The meeting was attended by all ten ASEAN nations (Brunei, Cambodia, Laos, Indonesia, Malaysia, Myanmar, Philippines, Singapore, Thailand, and Vietnam) along with Timor Leste, who are expected to become an ASEAN member in the near future.
A sticking point is Singapore, who have sided with the West as regards the Ukraine conflict and has suspended FTA negotiations with the EAEU as a result. That might change should the energy issue become problematic, while for Russia it is a relatively small market but provides useful financial services. What could have been Singaporean business in terms of offering financial services to Russian businesses in Asia has instead moved to Dubai and Hong Kong.

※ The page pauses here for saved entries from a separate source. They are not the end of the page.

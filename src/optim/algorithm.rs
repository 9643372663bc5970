use super::{OptimError, StoppingCriterion};
use crate::dynmatrix::DynMatrix;
use crate::traits::FloatScalar;

/// What a stopping criterion may look at.
pub trait AlgorithmState<T: FloatScalar> {
    /// Number of completed steps.
    fn iteration_last(&self) -> usize;
    /// Step at which the best cost so far was reached.
    fn iteration_best(&self) -> usize;
    /// Cost at the current iterate.
    fn error_last(&self) -> T;
    /// Lowest cost seen so far.
    fn error_best(&self) -> T;
}

/// Last and best iterates of one run.
///
/// A new point replaces the best only on a strict cost decrease, so a NaN
/// cost never becomes best.
#[derive(Debug, Clone, PartialEq)]
pub struct RunRecord<T> {
    iteration: usize,
    last: DynMatrix<T>,
    error_last: T,
    iteration_best: usize,
    best: DynMatrix<T>,
    error_best: T,
}

impl<T: FloatScalar> RunRecord<T> {
    /// Record the initial point as both last and best.
    pub fn start(theta: DynMatrix<T>, cost: T) -> Self {
        Self {
            iteration: 0,
            best: theta.clone(),
            last: theta,
            error_last: cost,
            iteration_best: 0,
            error_best: cost,
        }
    }

    /// Record the point reached by one more step. Returns whether it improved
    /// on the best.
    pub fn advance(&mut self, theta: DynMatrix<T>, cost: T) -> bool {
        self.iteration += 1;
        self.error_last = cost;
        let improved = cost < self.error_best;
        if improved {
            self.best = theta.clone();
            self.error_best = cost;
            self.iteration_best = self.iteration;
        }
        self.last = theta;
        improved
    }

    pub fn solution_last(&self) -> &DynMatrix<T> {
        &self.last
    }

    pub fn solution_best(&self) -> &DynMatrix<T> {
        &self.best
    }
}

impl<T: FloatScalar> AlgorithmState<T> for RunRecord<T> {
    fn iteration_last(&self) -> usize {
        self.iteration
    }
    fn iteration_best(&self) -> usize {
        self.iteration_best
    }
    fn error_last(&self) -> T {
        self.error_last
    }
    fn error_best(&self) -> T {
        self.error_best
    }
}

/// An optimizer that advances one step at a time.
///
/// Lifecycle: configure, [`initialize`](IterativeAlgorithm::initialize) once,
/// then [`step`](IterativeAlgorithm::step) or
/// [`iterate`](IterativeAlgorithm::iterate). Before initialization the state
/// reports iteration 0 and NaN errors, and both solutions are `None`.
pub trait IterativeAlgorithm<T: FloatScalar>: AlgorithmState<T> {
    /// Evaluate the starting point and record it as best so far.
    fn initialize(&mut self) -> Result<(), OptimError>;

    fn is_initialized(&self) -> bool;

    /// One solve-shift-evaluate cycle.
    ///
    /// The increment is solved at the current iterate, applied, and the new
    /// point is evaluated. Its cost is recorded as `error_last()` and it
    /// replaces the best only on a strict decrease, so `iteration_best()` is
    /// the step that produced the best point (0 for the starting point).
    /// Recording the cost before the shift would report each point one
    /// iteration later. A failed solve leaves the run and the parameters
    /// untouched.
    fn step(&mut self) -> Result<(), OptimError>;

    fn stopping_criterion(&self) -> &dyn StoppingCriterion<T>;

    fn solution_last(&self) -> Option<&DynMatrix<T>>;

    fn solution_best(&self) -> Option<&DynMatrix<T>>;

    /// Step until the stopping criterion is met. Returns the number of steps
    /// taken by this call.
    fn iterate(&mut self) -> Result<usize, OptimError>
    where
        Self: Sized,
    {
        if !self.is_initialized() {
            return Err(OptimError::NotInitialized);
        }
        let mut steps = 0;
        while !self.stopping_criterion().is_finished(&*self) {
            self.step()?;
            steps += 1;
        }
        Ok(steps)
    }
}

/// `AlgorithmState` of an algorithm whose run may not have started.
pub(crate) fn state_of<T: FloatScalar>(record: Option<&RunRecord<T>>) -> RunView<'_, T> {
    RunView(record)
}

pub(crate) struct RunView<'a, T>(Option<&'a RunRecord<T>>);

impl<T: FloatScalar> RunView<'_, T> {
    pub(crate) fn iteration_last(&self) -> usize {
        self.0.map_or(0, |r| r.iteration)
    }
    pub(crate) fn iteration_best(&self) -> usize {
        self.0.map_or(0, |r| r.iteration_best)
    }
    pub(crate) fn error_last(&self) -> T {
        self.0.map_or(T::nan(), |r| r.error_last)
    }
    pub(crate) fn error_best(&self) -> T {
        self.0.map_or(T::nan(), |r| r.error_best)
    }
}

Thong Mengdavid, of the Asian Vision Institute’s Mekong Centre for Strategic Studies, said increased cooperation between ASEAN and Russia is a joint strategy that will promote economic recovery and regional development.
He said ASEAN is an important area to balance Russia’s power and economy, as it is facing an economic crisis due to the war in Ukraine and sanctions. “For ASEAN, Russia is a potential partner in investment, economic and technological development, and military modernisation. Although some ASEAN countries do not support Russia’s involvement in the Ukraine, the restoration of peace in Europe through negotiations for the common good of all parties would adhere to ASEAN principles. As we are all aware, a continued war would be a loss for all sides,” he said.
Russia and ASEAN already have a Trade and Investment Cooperation Work Program for the 2021-25, with this meeting updating all participants. Apart from energy, ASEAN also has food security concerns, with overall consumption expected to rise – ASEAN’s total population is expected to increase by 500 million from now until 2030. That requires agricultural machinery, with Belarus a key farming machinery manufacturer, and fertilizers, in which Russia dominates global markets.